Identify all components (and sub components) in the research article. -Abstract - Introduction - Material and methods Experiment one Experiment two

-Results and discussion -Literature cited 2. Define all components (and sub components) in research article. - Abstract: To provide a brief summary of the paper. Along with the title this is one of the most important components of a research paper. - Introduction: A few sentence to provide background information on the problem investigated. -Material and methods: Techniques used -Results and discussion: The major results presented in the paper; provide quantitative information when possible. Discussion is the authors interpretation of the results presented. Experiment one Experiment two

-Literature cited: To provide the full citation for article referenced in text. 3. Summarize all components (and sub components) in the research article.

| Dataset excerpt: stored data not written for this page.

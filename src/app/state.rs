use crate::config::{AppConfig, ThemeMode};
use crate::ui::page::PageLayout;
use chrono::Datelike;
use std::fmt;
use thiserror::Error;

#[derive(Debug, Clone, Copy, PartialEq, Eq)]
pub enum Section {
    About,
    Skills,
    Projects,
    Education,
    Contact,
}

impl Section {
    pub const ALL: [Section; 5] = [
        Section::About,
        Section::Skills,
        Section::Projects,
        Section::Education,
        Section::Contact,
    ];

    pub fn title(self) -> &'static str {
        match self {
            Section::About => "About",
            Section::Skills => "Skills",
            Section::Projects => "Projects",
            Section::Education => "Education",
            Section::Contact => "Contact",
        }
    }

    pub fn index(self) -> usize {
        Section::ALL.iter().position(|s| *s == self).unwrap_or(0)
    }

    /// 0-based; out of range yields `None`.
    pub fn from_index(index: usize) -> Option<Section> {
        Section::ALL.get(index).copied()
    }

    pub fn next(self) -> Section {
        Section::ALL[(self.index() + 1) % Section::ALL.len()]
    }

    pub fn prev(self) -> Section {
        let len = Section::ALL.len();
        Section::ALL[(self.index() + len - 1) % len]
    }
}

/// Single-line editable text with a byte cursor on a char boundary.
#[derive(Debug, Default)]
pub struct InputState {
    pub text: String,
    pub cursor: usize,
}

impl InputState {
    pub fn insert_char(&mut self, c: char) {
        self.text.insert(self.cursor, c);
        self.cursor += c.len_utf8();
    }

    pub fn delete_back(&mut self) {
        if self.cursor > 0 {
            let prev = self.text[..self.cursor]
                .char_indices()
                .next_back()
                .map(|(i, _)| i)
                .unwrap_or(0);
            self.text.drain(prev..self.cursor);
            self.cursor = prev;
        }
    }

    pub fn delete_forward(&mut self) {
        if self.cursor < self.text.len() {
            let next = self.text[self.cursor..]
                .char_indices()
                .nth(1)
                .map(|(i, _)| self.cursor + i)
                .unwrap_or(self.text.len());
            self.text.drain(self.cursor..next);
        }
    }

    pub fn move_left(&mut self) {
        if self.cursor > 0 {
            self.cursor = self.text[..self.cursor]
                .char_indices()
                .next_back()
                .map(|(i, _)| i)
                .unwrap_or(0);
        }
    }

    pub fn move_right(&mut self) {
        if self.cursor < self.text.len() {
            self.cursor = self.text[self.cursor..]
                .char_indices()
                .nth(1)
                .map(|(i, _)| self.cursor + i)
                .unwrap_or(self.text.len());
        }
    }

    pub fn move_home(&mut self) {
        self.cursor = 0;
    }

    pub fn move_end(&mut self) {
        self.cursor = self.text.len();
    }

    pub fn clear(&mut self) {
        self.text.clear();
        self.cursor = 0;
    }

    /// Text before the cursor, for placing the drawn cursor.
    pub fn before_cursor(&self) -> &str {
        &self.text[..self.cursor]
    }
}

Abstract: The abstract in this article included and introductory statement about manipulation of cattle feed being able to control E. coli 0157:H7, and a statement about the experiments used to measure levels of E. coli after changes in feed. Introduction: Problem: The cattle are believed to be the prime reservoir for E. coli 0157; this human foodborne pathogen has caused several issues in todays health and even causing death when not treated. Background: Different studies have been conducted for a means of reducing fecal shedding of E. coli 0157:H7, but results have been inconsistent. Purpose of experiment: The focus of the experiment was to evaluate fecal starch concentration and the Ph in relation to shedding of E. coli 0157 in feedlot cattle. Goal: The goal of this experiment is to alter the feedlot cattles feed in hopes to cut down on shedding of E. coli. Materials and Methods: Experiment One: This portion identified experiment ones objective as being whether or not fecal starch concentration had to do with fecal shedding of E. coli. The cattle in this experiment were put on a 4 step-up diet which ended with 78% dry-rolled corn and 8% alfalfa hay. E. coli levels were tested in two different ways, rectoanal mucosal swab (RAMS) and fecal samples (Feces). Experiment Two: For experiment two, the feed for thirty heifers that were prescreened positive for E. coli 0157 was changed in order to reduce E. coli 0157

measures. The cattle in this experiment where put on a 6 step-up diet which lead up to a final diet of completely dry-rolled corn. Results and Discussion Experiment One: 4.1% of the cattle used tested positive for E. coli using the RAMS sample. 3.3% tested positive using the Feces sample. 1.3% tested positive for E. coli using both RAMS and Feces samples. Experiment Two: 16.3% of the cattle used tested positive for E. coli using RAMS sample. 23.9% tested positive using Feces samples. 7.6% tested positive for E. coli using both RAMS and Feces samples. The limitation of this experiment would be that the researchers only feed a certain amount of feed to the cattle once a day. This is a limitation because if feed was left in the pen for an undetermined amount of time some cattle may eat more than others. This would create false results in the experiment.